After another year of work, Stallman said SmartKargo “did a tremendous job” proving that the cloud system would improve load factors and would be well-received by airlines. “They had experience building ERP [enterprise resource planning] systems, which is incredibly difficult to do. Those folks from MIT have the right DNA for this stuff.”
In January 2015, Fontinalis and SmartKargo signed a financing deal for an undisclosed sum. In the spring, SmartKargo got even more star power when it added air cargo veteran Des Vertannes to its team as a “strategic advisor.” Then, in late June, SmartKargo announced it had signed on Hawaiian Airlines as a client.
“A lot of entrepreneurs tend to overpromise and under-deliver, but that was not the case with SmartKargo,” Stallman said. “They’re a pretty conservative bunch and know what they’re doing. They’re one of the few entrepreneurs that exceed expectations.”
Jeremy Bodenhamer, co-founder and CEO of startup firm ShipHawk, said he had similar struggles to find initial financing for his online oversize shipping service. “In 2012, seed money took awhile to find. They weren’t throwing money at something that was unproven,” he said of VCs.
After spending time in an executive services firm, Bodenhamer had to do a lot of shipping requests and got to know the business by constantly talking with integrators like UPS about shipping unwieldy objects. “In 2011, I got tired of people asking me over and over about how I can find discounts on shipping, so I decided to turn my job into another small business,” he said.

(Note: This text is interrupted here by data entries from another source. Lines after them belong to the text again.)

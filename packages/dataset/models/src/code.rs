//! Raw category codes and the selection containers built from them.
//!
//! A [`SelectionSet`] is what the user has checked in one form control:
//! ordered by the order of checking, never holding a value twice. A
//! [`SelectionKey`] is the same set sorted, which makes equivalent
//! selections compare, hash and name identically.

use serde::{Deserialize, Serialize};

/// A raw attribute value used as a filter option.
///
/// Integer codes sort before text codes; within a kind the natural
/// ordering applies, so `[6, 10]` stays numerically ordered.
#[derive(Debug, Clone, PartialEq, Eq, PartialOrd, Ord, Hash, Serialize, Deserialize)]
#[serde(untagged)]
pub enum Code {
    /// Integral category code (junction type, control type, year).
    Int(i64),
    /// Text category code (asset code, light use, bucket label).
    Text(String),
}

impl Code {
    /// Interprets a JSON attribute value as a code.
    ///
    /// Integral numbers (including `2.0`) become [`Code::Int`], other
    /// numbers and booleans become their text form. Null, arrays and
    /// objects have no code.
    #[must_use]
    pub fn from_json(value: &serde_json::Value) -> Option<Self> {
        match value {
            serde_json::Value::Number(n) => {
                if let Some(i) = n.as_i64() {
                    return Some(Self::Int(i));
                }
                match n.as_f64() {
                    #[allow(clippy::cast_possible_truncation)]
                    Some(f) if f.fract() == 0.0 && f.abs() < 9.0e15 => Some(Self::Int(f as i64)),
                    _ => Some(Self::Text(n.to_string())),
                }
            }
            serde_json::Value::String(s) => Some(Self::Text(s.clone())),
            serde_json::Value::Bool(b) => Some(Self::Text(b.to_string())),
            serde_json::Value::Null
            | serde_json::Value::Array(_)
            | serde_json::Value::Object(_) => None,
        }
    }

    /// Whether `value` carries exactly this code.
    #[must_use]
    pub fn matches(&self, value: Option<&serde_json::Value>) -> bool {
        value.and_then(Self::from_json).as_ref() == Some(self)
    }

    /// Returns the integer form, if this is an integral code.
    #[must_use]
    pub const fn as_int(&self) -> Option<i64> {
        match self {
            Self::Int(i) => Some(*i),
            Self::Text(_) => None,
        }
    }

    /// Returns the text form, if this is a text code.
    #[must_use]
    pub fn as_text(&self) -> Option<&str> {
        match self {
            Self::Int(_) => None,
            Self::Text(s) => Some(s),
        }
    }
}

impl std::fmt::Display for Code {
    fn fmt(&self, f: &mut std::fmt::Formatter<'_>) -> std::fmt::Result {
        match self {
            Self::Int(i) => write!(f, "{i}"),
            Self::Text(s) => f.write_str(s),
        }
    }
}

impl From<i64> for Code {
    fn from(value: i64) -> Self {
        Self::Int(value)
    }
}

impl From<i32> for Code {
    fn from(value: i32) -> Self {
        Self::Int(i64::from(value))
    }
}

impl From<&str> for Code {
    fn from(value: &str) -> Self {
        Self::Text(value.to_string())
    }
}

impl From<String> for Code {
    fn from(value: String) -> Self {
        Self::Text(value)
    }
}

/// The checked values of one form control, in checking order.
#[derive(Debug, Clone, Default, PartialEq, Eq, Serialize, Deserialize)]
#[serde(from = "Vec<Code>", into = "Vec<Code>")]
pub struct SelectionSet {
    values: Vec<Code>,
}

impl SelectionSet {
    /// Creates an empty selection.
    #[must_use]
    pub const fn new() -> Self {
        Self { values: Vec::new() }
    }

    /// Adds `code` at the end unless already present. Returns whether it
    /// was added.
    pub fn insert(&mut self, code: Code) -> bool {
        if self.values.contains(&code) {
            return false;
        }
        self.values.push(code);
        true
    }

    /// Removes `code`, returning whether it was present.
    pub fn remove(&mut self, code: &Code) -> bool {
        let before = self.values.len();
        self.values.retain(|c| c != code);
        self.values.len() != before
    }

    /// Replaces the whole selection, dropping repeated values.
    pub fn replace(&mut self, codes: impl IntoIterator<Item = Code>) {
        self.values.clear();
        for code in codes {
            self.insert(code);
        }
    }

    /// Removes every value.
    pub fn clear(&mut self) {
        self.values.clear();
    }

    /// Whether `code` is selected.
    #[must_use]
    pub fn contains(&self, code: &Code) -> bool {
        self.values.contains(code)
    }

    #[must_use]
    pub fn is_empty(&self) -> bool {
        self.values.is_empty()
    }

    #[must_use]
    pub fn len(&self) -> usize {
        self.values.len()
    }

    /// The selected values in checking order.
    #[must_use]
    pub fn values(&self) -> &[Code] {
        &self.values
    }

    /// The order-independent key for this selection.
    #[must_use]
    pub fn key(&self) -> SelectionKey {
        self.values.iter().cloned().collect()
    }
}

impl FromIterator<Code> for SelectionSet {
    fn from_iter<T: IntoIterator<Item = Code>>(iter: T) -> Self {
        let mut set = Self::new();
        set.replace(iter);
        set
    }
}

impl From<Vec<Code>> for SelectionSet {
    fn from(values: Vec<Code>) -> Self {
        values.into_iter().collect()
    }
}

impl From<SelectionSet> for Vec<Code> {
    fn from(set: SelectionSet) -> Self {
        set.values
    }
}

/// A sorted, duplicate-free selection: the cache and layer-name identity
/// of a [`SelectionSet`].
#[derive(Debug, Clone, Default, PartialEq, Eq, PartialOrd, Ord, Hash, Serialize)]
#[serde(transparent)]
pub struct SelectionKey {
    values: Vec<Code>,
}

impl SelectionKey {
    /// The empty key (no constraint selected).
    #[must_use]
    pub const fn empty() -> Self {
        Self { values: Vec::new() }
    }

    #[must_use]
    pub fn is_empty(&self) -> bool {
        self.values.is_empty()
    }

    #[must_use]
    pub fn len(&self) -> usize {
        self.values.len()
    }

    /// Whether `code` is part of the key.
    #[must_use]
    pub fn contains(&self, code: &Code) -> bool {
        self.values.binary_search(code).is_ok()
    }

    /// Whether the JSON attribute `value` is one of the selected codes.
    #[must_use]
    pub fn matches(&self, value: Option<&serde_json::Value>) -> bool {
        value
            .and_then(Code::from_json)
            .is_some_and(|code| self.contains(&code))
    }

    /// The selected values in sorted order.
    #[must_use]
    pub fn values(&self) -> &[Code] {
        &self.values
    }
}

impl FromIterator<Code> for SelectionKey {
    fn from_iter<T: IntoIterator<Item = Code>>(iter: T) -> Self {
        let mut values: Vec<Code> = iter.into_iter().collect();
        values.sort();
        values.dedup();
        Self { values }
    }
}

impl<'de> Deserialize<'de> for SelectionKey {
    fn deserialize<D: serde::Deserializer<'de>>(deserializer: D) -> Result<Self, D::Error> {
        Vec::<Code>::deserialize(deserializer).map(|values| values.into_iter().collect())
    }
}

#[cfg(test)]
mod tests {
    use super::*;
    use serde_json::json;

    #[test]
    fn integral_numbers_become_int_codes() {
        assert_eq!(Code::from_json(&json!(6)), Some(Code::Int(6)));
        assert_eq!(Code::from_json(&json!(6.0)), Some(Code::Int(6)));
        assert_eq!(Code::from_json(&json!(2.5)), Some(Code::Text("2.5".into())));
        assert_eq!(Code::from_json(&json!("ROW")), Some(Code::from("ROW")));
        assert_eq!(Code::from_json(&json!(null)), None);
    }

    #[test]
    fn int_and_text_codes_do_not_match_each_other() {
        assert!(Code::Int(1).matches(Some(&json!(1))));
        assert!(!Code::Int(1).matches(Some(&json!("1"))));
        assert!(!Code::from("1").matches(Some(&json!(1))));
        assert!(!Code::Int(1).matches(None));
    }

    #[test]
    fn selection_set_keeps_checking_order_without_duplicates() {
        let mut set = SelectionSet::new();
        assert!(set.insert(Code::Int(10)));
        assert!(set.insert(Code::Int(6)));
        assert!(!set.insert(Code::Int(10)));
        assert_eq!(set.values(), &[Code::Int(10), Code::Int(6)]);
        assert!(set.remove(&Code::Int(10)));
        assert!(!set.remove(&Code::Int(10)));
        assert_eq!(set.len(), 1);
    }

    #[test]
    fn keys_ignore_order_and_repeats() {
        let a: SelectionSet = vec![Code::Int(10), Code::Int(6), Code::Int(10)].into();
        let b: SelectionSet = vec![Code::Int(6), Code::Int(10)].into();
        assert_eq!(a.key(), b.key());
        assert_eq!(a.key().values(), &[Code::Int(6), Code::Int(10)]);
    }

    #[test]
    fn key_deserialization_sorts() {
        let key: SelectionKey = serde_json::from_value(json!(["b", "a", "b"])).unwrap();
        assert_eq!(key.values(), &[Code::from("a"), Code::from("b")]);
        assert!(key.matches(Some(&json!("a"))));
        assert!(!key.matches(Some(&json!("c"))));
    }

    #[test]
    fn set_deserialization_drops_duplicates() {
        let set: SelectionSet = serde_json::from_value(json!([2019, 2020, 2019])).unwrap();
        assert_eq!(set.values(), &[Code::Int(2019), Code::Int(2020)]);
    }
}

Bodenhamer launched Shiphawk in 2011, but had to wait until last fall to secure $5 million in a Series A round of funding from Silicon Valley-based Rothenberg Ventures and Karlin Ventures. “It took awhile, but this business finally became sexy over time,” he said. “The reasons this took off were guys like me who started talking about the problem openly and working on software to help clarify the pricing in this industry.”